── LISTED RECORDS ──

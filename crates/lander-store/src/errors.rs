//! Error handling for lander-store
//!
//! Wraps lander-core ExError with store-specific helpers

use lander_core::errors::{ExError, ExErrorKind};

/// Result type alias using ExError
pub type Result<T> = std::result::Result<T, ExError>;

/// Create a migration error
pub fn migration_error(migration_id: &str, reason: &str) -> ExError {
    ExError::new(ExErrorKind::Persistence)
        .with_op("migration")
        .with_message(format!("Migration {} failed: {}", migration_id, reason))
}

/// Create a checksum mismatch error
pub fn checksum_mismatch(migration_id: &str, expected: &str, actual: &str) -> ExError {
    ExError::new(ExErrorKind::Persistence)
        .with_op("migration_checksum")
        .with_message(format!(
            "Checksum mismatch for migration {}: expected {}, got {}",
            migration_id, expected, actual
        ))
}

/// Create a not-found error for an entity
pub fn not_found(op: &str, entity: &str, what: &str) -> ExError {
    ExError::new(ExErrorKind::NotFound)
        .with_op(op.to_string())
        .with_entity_id(entity.to_string())
        .with_message(format!("{} not found", what))
}

/// Create an input validation error outside the rule layer
pub fn invalid_input(op: &str, field: &str, reason: impl Into<String>) -> ExError {
    ExError::new(ExErrorKind::InvalidInput)
        .with_op(op.to_string())
        .with_field(field.to_string())
        .with_message(reason)
}

/// Create the error for a multi-row write attempted outside a transaction
pub fn transaction_required(op: &str, variant_id: &str) -> ExError {
    ExError::new(ExErrorKind::TransactionRequired)
        .with_op(op.to_string())
        .with_entity_id(variant_id.to_string())
        .with_message("Section replacement must run inside a transaction")
}

/// Create a database error from rusqlite::Error
pub fn from_rusqlite(err: rusqlite::Error) -> ExError {
    ExError::new(ExErrorKind::Persistence)
        .with_op("sqlite")
        .with_message(err.to_string())
}

/// Create a serialization error for a stored JSON column
pub fn corrupt_column(column: &str, err: serde_json::Error) -> ExError {
    ExError::new(ExErrorKind::Serialization)
        .with_op("decode_row")
        .with_field(column.to_string())
        .with_message(err.to_string())
}

/// Create an IO error
pub fn io_error(operation: &str, err: std::io::Error) -> ExError {
    ExError::new(ExErrorKind::Io)
        .with_op(operation.to_string())
        .with_message(err.to_string())
}
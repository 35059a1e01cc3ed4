//! Snapshot Sync
//!
//! Applies a directory of snapshot files to the store in one transaction.
//! Every file is parsed and validated before the first write, so a single bad
//! snapshot leaves the store untouched.

#![allow(clippy::result_large_err)]

pub mod loader;

pub use loader::{load_dir, load_file, LoadedSnapshot};

use crate::errors::{from_rusqlite, invalid_input, Result};
use crate::repo::{AxisRepo, SectionRepo, VariantRepo};
use crate::snapshot::apply::{apply_metadata_tx, create_from_snapshot_tx};
use crate::snapshot::validate_snapshot;
use lander_core::errors::{ExError, ExErrorKind};
use lander_core::model::VariantStatus;
use rusqlite::Connection;
use serde::{Deserialize, Serialize};
use std::collections::BTreeSet;
use std::path::PathBuf;

/// What a sync writes for variants that already exist
#[derive(Debug, Clone, Copy, Default, PartialEq, Eq, Serialize, Deserialize)]
#[serde(rename_all = "snake_case")]
pub enum ApplyMode {
    /// Replace sections only; stored metadata is left alone
    #[serde(alias = "content")]
    ContentOnly,
    /// Replace metadata, axes and sections
    #[default]
    Full,
}

/// What happens to stored variants with no snapshot file
#[derive(Debug, Clone, Copy, Default, PartialEq, Eq, Serialize, Deserialize)]
#[serde(rename_all = "snake_case")]
pub enum MissingPolicy {
    #[default]
    Ignore,
    Archive,
    Delete,
}

/// Sync policy flags
#[derive(Debug, Clone, PartialEq, Eq, Serialize, Deserialize)]
#[serde(default)]
pub struct SyncOptions {
    pub snapshot_dir: PathBuf,
    pub apply_mode: ApplyMode,
    pub missing_policy: MissingPolicy,
    /// Bring deleted variants back when a snapshot names them
    pub allow_resurrect: bool,
    /// Fail when the directory is missing or holds no snapshots
    pub required: bool,
}

impl Default for SyncOptions {
    fn default() -> Self {
        Self {
            snapshot_dir: PathBuf::from("snapshots"),
            apply_mode: ApplyMode::default(),
            missing_policy: MissingPolicy::default(),
            allow_resurrect: false,
            required: false,
        }
    }
}

/// Slugs touched by a sync, per outcome
#[derive(Debug, Clone, Default, PartialEq, Eq, Serialize)]
pub struct SyncReport {
    pub created: Vec<String>,
    pub updated: Vec<String>,
    pub resurrected: Vec<String>,
    /// Deleted variants left alone because resurrection is off
    pub skipped: Vec<String>,
    pub archived: Vec<String>,
    pub deleted: Vec<String>,
}

impl SyncReport {
    pub fn applied(&self) -> usize {
        self.created.len() + self.updated.len() + self.resurrected.len()
    }

    pub fn is_noop(&self) -> bool {
        self.applied() == 0
            && self.skipped.is_empty()
            && self.archived.is_empty()
            && self.deleted.is_empty()
    }
}

/// Run a sync against `conn`
///
/// An absent directory without `required` is a no-op; the missing policy only
/// runs against a directory that exists.
///
/// 1. Load every snapshot file from the directory.
/// 2. Validate all of them against the axis catalog and section rules.
/// 3. In one transaction: create absent variants, update existing ones per
///    `apply_mode`, resurrect or skip tombstones, then apply
///    `missing_policy` to stored variants without a file.
///
/// # Errors
/// - `NotFound`: `required` is set and the directory does not exist
/// - `InvalidInput`: `required` is set and no snapshots were found, or any
///   snapshot fails validation
/// - `Io`/`Serialization`: a file cannot be read or parsed
pub fn run_sync(conn: &mut Connection, options: &SyncOptions) -> Result<SyncReport> {
    let dir = &options.snapshot_dir;
    if !dir.is_dir() {
        if options.required {
            return Err(ExError::new(ExErrorKind::NotFound)
                .with_op("sync")
                .with_entity_id(dir.display().to_string())
                .with_message("Snapshot directory does not exist"));
        }
        // An absent directory is not an empty snapshot set: nothing is pruned
        tracing::debug!(dir = %dir.display(), "snapshot directory absent, sync skipped");
        return Ok(SyncReport::default());
    }

    let loaded = load_dir(dir)?;
    if options.required && loaded.is_empty() {
        return Err(invalid_input(
            "sync",
            "snapshot_dir",
            format!("No snapshots found in {}", dir.display()),
        ));
    }

    let catalog = AxisRepo::catalog(conn)?;
    let validated = loaded
        .iter()
        .map(|l| {
            validate_snapshot(&l.snapshot, &catalog)
                .map_err(|e| e.with_entity_id(l.path.display().to_string()))
        })
        .collect::<Result<Vec<_>>>()?;

    let mut report = SyncReport::default();
    let tx = conn.transaction().map_err(from_rusqlite)?;

    for snapshot in &validated {
        let slug = snapshot.slug();
        let sections = &snapshot.snapshot().sections;

        match VariantRepo::find_by_slug(&tx, slug)? {
            None => {
                let variant = create_from_snapshot_tx(&tx, snapshot)?;
                SectionRepo::replace_in_tx(&tx, &variant.id, sections)?;
                report.created.push(slug.to_string());
            }
            Some(existing) if existing.is_deleted() => {
                if !options.allow_resurrect {
                    report.skipped.push(slug.to_string());
                    continue;
                }
                let variant = apply_metadata_tx(&tx, existing, snapshot)?;
                SectionRepo::replace_in_tx(&tx, &variant.id, sections)?;
                report.resurrected.push(slug.to_string());
            }
            Some(existing) => {
                let variant_id = match options.apply_mode {
                    ApplyMode::Full => apply_metadata_tx(&tx, existing, snapshot)?.id,
                    ApplyMode::ContentOnly => existing.id,
                };
                SectionRepo::replace_in_tx(&tx, &variant_id, sections)?;
                report.updated.push(slug.to_string());
            }
        }
    }

    if options.missing_policy != MissingPolicy::Ignore {
        let present: BTreeSet<&str> = validated.iter().map(|v| v.slug()).collect();
        for variant in VariantRepo::list(&tx, None)? {
            if present.contains(variant.slug.as_str()) {
                continue;
            }
            match options.missing_policy {
                MissingPolicy::Archive if variant.status == VariantStatus::Active => {
                    VariantRepo::archive(&tx, &variant.slug)?;
                    report.archived.push(variant.slug);
                }
                MissingPolicy::Delete => {
                    VariantRepo::delete(&tx, &variant.slug)?;
                    report.deleted.push(variant.slug);
                }
                _ => {}
            }
        }
    }

    tx.commit().map_err(from_rusqlite)?;
    tracing::debug!(
        dir = %dir.display(),
        created = report.created.len(),
        updated = report.updated.len(),
        "sync committed"
    );
    Ok(report)
}
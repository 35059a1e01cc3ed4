//! Integration tests for the administrative commands
//!
//! Covers copy-on-create, boundary logging and the sync event.

use lander_core::errors::ExErrorKind;
use lander_core::logging_facility::init_test_capture;
use lander_core::model::{NewSection, NewVariant, SectionInput};
use lander_core::observability::RecordingObserver;
use lander_core_types::schema::{EVENT_SECTION_COPY_FAILED, EVENT_SYNC_APPLIED, FIELD_VARIANT_ID};
use lander_engine::commands::{section, snapshot, sync, variant};
use lander_engine::VariantSelector;
use lander_store::repo::SectionRepo;
use lander_store::{ImportOptions, SyncOptions};
use rusqlite::Connection;
use serde_json::json;
use std::collections::BTreeMap;

fn setup_test_db() -> Connection {
    let mut conn = Connection::open_in_memory().unwrap();
    lander_store::migrations::apply_migrations(&mut conn).unwrap();
    conn
}

fn new_variant(slug: &str) -> NewVariant {
    let mut axes = BTreeMap::new();
    axes.insert("layout".to_string(), "classic".to_string());
    NewVariant {
        slug: slug.to_string(),
        name: slug.to_string(),
        description: None,
        weight: 20,
        axes,
    }
}

fn hero(order: i64) -> SectionInput {
    SectionInput {
        section_type: "hero".to_string(),
        content: json!({"title": "Welcome"}),
        order,
        enabled: None,
    }
}

#[test]
fn test_create_copies_sections_from_source() {
    let mut conn = setup_test_db();
    let observer = RecordingObserver::new();
    variant::variant_create(&mut conn, &new_variant("control"), None, &observer).unwrap();
    section::sections_replace(&mut conn, "control", &[hero(1)]).unwrap();

    let created =
        variant::variant_create(&mut conn, &new_variant("challenger"), Some("control"), &observer)
            .unwrap();

    assert_eq!(created.copied_sections, 1);
    let copies = SectionRepo::list(&conn, &created.variant.id).unwrap();
    assert_eq!(copies.len(), 1);
    assert_eq!(copies[0].section_type, "hero");
    assert!(observer.events().is_empty());
}

#[test]
fn test_copy_failure_is_not_fatal() {
    let mut conn = setup_test_db();
    let observer = RecordingObserver::new();

    let created =
        variant::variant_create(&mut conn, &new_variant("orphan"), Some("missing"), &observer)
            .unwrap();

    assert_eq!(created.copied_sections, 0);
    assert_eq!(variant::variant_get(&conn, "orphan").unwrap().id, created.variant.id);
    let events = observer.events_named(EVENT_SECTION_COPY_FAILED);
    assert_eq!(events.len(), 1);
    assert_eq!(events[0].field("source"), Some("missing"));
    assert_eq!(
        events[0].field(FIELD_VARIANT_ID),
        Some(created.variant.id.as_str())
    );
}

#[test]
fn test_create_logs_boundary_events() {
    let capture = init_test_capture();
    let mut conn = setup_test_db();
    let observer = RecordingObserver::new();

    variant::variant_create(&mut conn, &new_variant("logged"), None, &observer).unwrap();
    let err =
        variant::variant_create(&mut conn, &new_variant("logged"), None, &observer).unwrap_err();
    assert_eq!(err.kind(), ExErrorKind::AlreadyExists);

    capture.assert_event_exists("variant_create", "start");
    capture.assert_event_exists("variant_create", "end");
    capture.assert_event_exists("variant_create", "end_error");
    let errors = capture.count_events(|e| {
        e.op.as_deref() == Some("variant_create")
            && e.field("err_code") == Some("ERR_ALREADY_EXISTS")
    });
    assert!(errors >= 1);
}

#[test]
fn test_select_with_shared_selector() {
    let mut conn = setup_test_db();
    let observer = RecordingObserver::new();
    let selector = VariantSelector::seeded(3);

    let err = variant::variant_select(&conn, &selector).unwrap_err();
    assert_eq!(err.kind(), ExErrorKind::NoActiveVariants);

    variant::variant_create(&mut conn, &new_variant("a"), None, &observer).unwrap();
    let chosen = variant::variant_select(&conn, &selector).unwrap();
    assert_eq!(chosen.slug, "a");
}

#[test]
fn test_section_commands() {
    let mut conn = setup_test_db();
    let observer = RecordingObserver::new();
    let created = variant::variant_create(&mut conn, &new_variant("s"), None, &observer).unwrap();

    let cta = section::section_create(
        &conn,
        &NewSection {
            variant_id: created.variant.id.clone(),
            section_type: "cta".to_string(),
            content: json!({"label": "Buy"}),
            order: 0,
            enabled: true,
        },
    )
    .unwrap();
    assert_eq!(cta.order, 1);

    let updated =
        section::section_update_content(&conn, &cta.id, &json!({"label": "Buy now"})).unwrap();
    assert_eq!(updated.content["label"], "Buy now");

    section::section_delete(&conn, &cta.id).unwrap();
    assert!(SectionRepo::list(&conn, &created.variant.id).unwrap().is_empty());

    let err = section::sections_replace(&mut conn, "nobody", &[hero(1)]).unwrap_err();
    assert_eq!(err.kind(), ExErrorKind::NotFound);
}

#[test]
fn test_snapshot_round_trip_through_commands() {
    let mut conn = setup_test_db();
    let observer = RecordingObserver::new();
    variant::variant_create(&mut conn, &new_variant("snap"), None, &observer).unwrap();
    section::sections_replace(&mut conn, "snap", &[hero(1)]).unwrap();

    let exported = snapshot::snapshot_export(&conn, "snap").unwrap();
    let imported =
        snapshot::snapshot_import(&mut conn, "snap", &exported, ImportOptions::default()).unwrap();
    assert_eq!(imported, exported);
}

#[test]
fn test_sync_emits_applied_event() {
    let mut conn = setup_test_db();
    let dir = tempfile::TempDir::new().unwrap();
    std::fs::write(
        dir.path().join("launch.json"),
        r#"{"variant": {"name": "Launch", "weight": 10, "axes": {"persona": "team"}},
            "sections": [{"type": "hero", "content": {"title": "Go"}}]}"#,
    )
    .unwrap();
    let observer = RecordingObserver::new();
    let options = SyncOptions {
        snapshot_dir: dir.path().to_path_buf(),
        ..SyncOptions::default()
    };

    let report = sync::sync_run(&mut conn, &options, &observer).unwrap();

    assert_eq!(report.created, vec!["launch"]);
    let events = observer.events_named(EVENT_SYNC_APPLIED);
    assert_eq!(events.len(), 1);
    assert_eq!(events[0].field("created"), Some("1"));
    assert_eq!(events[0].field("updated"), Some("0"));
}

───

▸ WORK REQUIRED: Using the records above, repeat exactly the lines from the first one through the line with "for an entity".

▸ ANSWER SPACE:
filename crates/lander-store/src/errors.rs
//! Error handling for lander-store
//!
//! Wraps lander-core ExError with store-specific helpers

use lander_core::errors::{ExError, ExErrorKind};

/// Result type alias using ExError
pub type Result<T> = std::result::Result<T, ExError>;

/// Create a migration error
pub fn migration_error(migration_id: &str, reason: &str) -> ExError {
    ExError::new(ExErrorKind::Persistence)
        .with_op("migration")
        .with_message(format!("Migration {} failed: {}", migration_id, reason))
}

/// Create a checksum mismatch error
pub fn checksum_mismatch(migration_id: &str, expected: &str, actual: &str) -> ExError {
    ExError::new(ExErrorKind::Persistence)
        .with_op("migration_checksum")
        .with_message(format!(
            "Checksum mismatch for migration {}: expected {}, got {}",
            migration_id, expected, actual
        ))
}

/// Create a not-found error for an entity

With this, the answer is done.